The Hussain v. Mansoor case introduces a remedy for AI-hallucination misconduct that has not appeared prominently in other reported cases: excision of the AI-generated portions, followed by adjudication on the remaining valid framework. This approach is significant because it avoids two extremes — wholesale striking of the motion (which would punish the client for counsel’s error) and accepting the AI-generated content (which would allow fabricated citations to influence the outcome).

The excision remedy works when there is a core statutory or factual framework that is independent of the AI-generated citations. Here, the anti-SLAPP statute has a specific analytical framework that does not depend on case law to function — the court can apply the statute to the facts without needing the cases that Quraishi’s AI hallucinated. When the movant agrees to rest on that framework, the court can proceed to a substantive decision that is based entirely on authenticated material.

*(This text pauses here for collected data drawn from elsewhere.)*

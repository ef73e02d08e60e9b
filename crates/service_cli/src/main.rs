//! prng CLI - Command Line Access to Deterministic Generators
//!
//! This is the operational entry point for the `prng_core` library.
//!
//! # Commands
//!
//! - `prng sequence` - Print raw generator output
//! - `prng range --min <a> --max <b>` - Sample a closed interval
//! - `prng bytes --len <n>` - Hex dump of generated bytes
//! - `prng normal` - Check the normal approximation against the 68-95-99.7 rule
//!
//! # Configuration
//!
//! Settings come from `prng.toml` (or `--config`), then `PRNG_*` environment
//! variables, then flags. Without a seed, the system clock seeds the run.

use std::io;
use std::path::PathBuf;

use clap::{Parser, Subcommand};
use tracing::{debug, info};
use tracing_subscriber::{layer::SubscriberExt, util::SubscriberInitExt};

mod commands;
mod config;
mod error;

use crate::config::{build_config, CliArgs, GeneratorKind, OutputFormat};
pub use error::{CliError, Result};

/// Deterministic PRNG CLI
#[derive(Parser)]
#[command(name = "prng")]
#[command(author, version, about, long_about = None)]
struct Cli {
    /// Enable verbose output (debug logging)
    #[arg(short, long, global = true)]
    verbose: bool,

    /// Configuration file path (TOML format)
    #[arg(short, long, global = true, value_name = "FILE")]
    config: Option<PathBuf>,

    /// Generator to use
    #[arg(short, long, global = true, value_enum)]
    generator: Option<GeneratorKind>,

    /// Fixed seed (defaults to the current Unix time)
    #[arg(short, long, global = true)]
    seed: Option<u64>,

    /// PCG sequence selector
    #[arg(long, global = true)]
    stream: Option<u64>,

    /// Output format for raw words
    #[arg(short, long, global = true, value_enum)]
    format: Option<OutputFormat>,

    /// Log level (trace, debug, info, warn, error)
    #[arg(long, global = true)]
    log_level: Option<String>,

    #[command(subcommand)]
    command: Commands,
}

#[derive(Subcommand)]
enum Commands {
    /// Print raw generator output
    Sequence {
        /// Number of outputs
        #[arg(short = 'n', long, default_value = "16")]
        count: usize,
    },

    /// Sample values from a closed interval
    Range {
        /// Lower bound (inclusive)
        #[arg(long, allow_hyphen_values = true)]
        min: i32,

        /// Upper bound (inclusive)
        #[arg(long, allow_hyphen_values = true)]
        max: i32,

        /// Number of samples
        #[arg(short = 'n', long, default_value = "16")]
        count: usize,
    },

    /// Fill a byte buffer and print a hex dump
    Bytes {
        /// Number of bytes to generate
        #[arg(short, long)]
        len: usize,

        /// Leading zero bytes left untouched
        #[arg(short, long, default_value = "0")]
        offset: usize,
    },

    /// Check the normal approximation
    Normal {
        /// Lower bound (inclusive)
        #[arg(long, default_value = "-120", allow_hyphen_values = true)]
        min: i32,

        /// Upper bound (inclusive)
        #[arg(long, default_value = "120", allow_hyphen_values = true)]
        max: i32,

        /// Uniform draws averaged per sample
        #[arg(short, long, default_value = "20")]
        trials: u32,

        /// Number of samples
        #[arg(short = 'n', long, default_value = "61000")]
        samples: u32,
    },
}

fn init_tracing(log_level: &str) {
    tracing_subscriber::registry()
        .with(
            tracing_subscriber::EnvFilter::try_from_default_env()
                .unwrap_or_else(|_| tracing_subscriber::EnvFilter::new(log_level)),
        )
        .with(tracing_subscriber::fmt::layer().with_writer(io::stderr))
        .init();
}

fn main() -> Result<()> {
    let cli = Cli::parse();

    let overrides = CliArgs {
        generator: cli.generator,
        seed: cli.seed,
        stream: cli.stream,
        format: cli.format,
        log_level: if cli.verbose {
            Some("debug".to_string())
        } else {
            cli.log_level
        },
    };
    let config = build_config(cli.config.as_deref(), &overrides)?;

    init_tracing(config.log_level.as_filter_str());
    info!("prng CLI v{}", env!("CARGO_PKG_VERSION"));
    debug!(?config, "Configuration loaded");

    let stdout = io::stdout();
    let mut out = stdout.lock();

    match cli.command {
        Commands::Sequence { count } => commands::sequence::run(&config, count, &mut out),
        Commands::Range { min, max, count } => {
            commands::range::run(&config, min, max, count, &mut out)
        }
        Commands::Bytes { len, offset } => commands::bytes::run(&config, len, offset, &mut out),
        Commands::Normal {
            min,
            max,
            trials,
            samples,
        } => commands::normal::run(&config, min, max, trials, samples, &mut out),
    }
}
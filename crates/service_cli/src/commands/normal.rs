//! Normal command implementation
//!
//! Samples the Irwin–Hall approximation and reports how much of the mass
//! falls within 1.0 to 3.0 standard deviations of the mean, next to the
//! exact normal coverage.

use std::io::Write;

use prng_core::NormalApprox;
use tracing::{info, warn};

use super::Generator;
use crate::config::CliConfig;
use crate::{CliError, Result};

/// Two-sided normal coverage at 1.0, 1.5, 2.0, 2.5 and 3.0 deviations.
pub const PREDICTION_INTERVALS: [f64; 5] = [0.68269, 0.86639, 0.95450, 0.98758, 0.99730];

/// Coverage differences above this are flagged.
pub const TOLERANCE: f64 = 0.02;

/// Observed coverage of one deviation interval.
#[derive(Debug, Clone, PartialEq)]
pub struct IntervalRow {
    pub deviations: f64,
    pub lower: i32,
    pub upper: i32,
    pub predicted: f64,
    pub actual: f64,
}

impl IntervalRow {
    pub fn within_tolerance(&self) -> bool {
        (self.actual - self.predicted).abs() < TOLERANCE
    }
}

/// Sample `dist` `samples` times and tabulate interval coverage.
///
/// Intervals are half-open, `[lower, upper)`, with bounds rounded from
/// `mean ± k·σ` and clamped to the distribution's support. Samples are
/// counted straight into the intervals, so memory does not depend on the
/// width of `[min, max]`.
pub fn interval_table(
    generator: &mut Generator,
    dist: &NormalApprox,
    samples: u32,
) -> Result<Vec<IntervalRow>> {
    if samples == 0 {
        return Err(CliError::InvalidArgument("samples must be at least 1".to_string()));
    }

    let (min, max) = (dist.min(), dist.max());
    let mean = dist.mean();
    let stddev = dist.std_dev();
    let bounds: Vec<(f64, i32, i32)> = (0..PREDICTION_INTERVALS.len())
        .map(|i| {
            let deviations = i as f64 / 2.0 + 1.0;
            let lower = ((mean - deviations * stddev).round() as i32).max(min);
            let upper = ((mean + deviations * stddev).round() as i32).min(max);
            (deviations, lower, upper)
        })
        .collect();

    let mut hits = [0u32; PREDICTION_INTERVALS.len()];
    for _ in 0..samples {
        let value = generator.normal(dist)?;
        for (count, &(_, lower, upper)) in hits.iter_mut().zip(&bounds) {
            if (lower..upper).contains(&value) {
                *count += 1;
            }
        }
    }

    let rows = bounds
        .into_iter()
        .zip(hits)
        .zip(PREDICTION_INTERVALS)
        .map(|(((deviations, lower, upper), accum), predicted)| IntervalRow {
            deviations,
            lower,
            upper,
            predicted,
            actual: f64::from(accum) / f64::from(samples),
        })
        .collect();

    Ok(rows)
}

/// Run the normal command
pub fn run(
    config: &CliConfig,
    min: i32,
    max: i32,
    trials: u32,
    samples: u32,
    out: &mut impl Write,
) -> Result<()> {
    let dist = NormalApprox::new(min, max, trials)?;
    info!(min, max, trials, samples, stddev = dist.std_dev(), "Checking normal approximation");

    let mut generator = Generator::from_config(config);
    let rows = interval_table(&mut generator, &dist, samples)?;

    writeln!(out, "sigma  interval          predicted  actual   ok")?;
    for row in &rows {
        if !row.within_tolerance() {
            warn!(deviations = row.deviations, actual = row.actual, "Coverage outside tolerance");
        }
        writeln!(
            out,
            "{:<5.1}  [{:>6}, {:>6})  {:>9.5}  {:>7.5}  {}",
            row.deviations,
            row.lower,
            row.upper,
            row.predicted,
            row.actual,
            if row.within_tolerance() { "yes" } else { "no" }
        )?;
    }
    Ok(())
}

This remedy is particularly appropriate where: (1) the movant admits AI use transparently; (2) the statutory or regulatory framework is clear and self-applying; (3) the AI-hallucinated citations were supporting arguments rather than essential elements; and (4) the opposing party does not object to proceeding. Where any of these conditions is absent — particularly where the movant is defensive about AI use or where the hallucinated citations were central to the legal argument — excision may not be a viable option and the court may need to strike the filing entirely.

For Indian advocates, the excision remedy has a practical application: when you discover that a brief you filed contains AI-hallucinated citations, consider filing a notice of errata or correction that specifically identifies the defective citations, withdraws reliance on them, and clarifies that the remaining arguments rest on the statutory or regulatory framework and the verified citations. This is the functional equivalent of the excision the Connecticut court performed, and it demonstrates the same transparency and professional responsibility that the court credited in this case.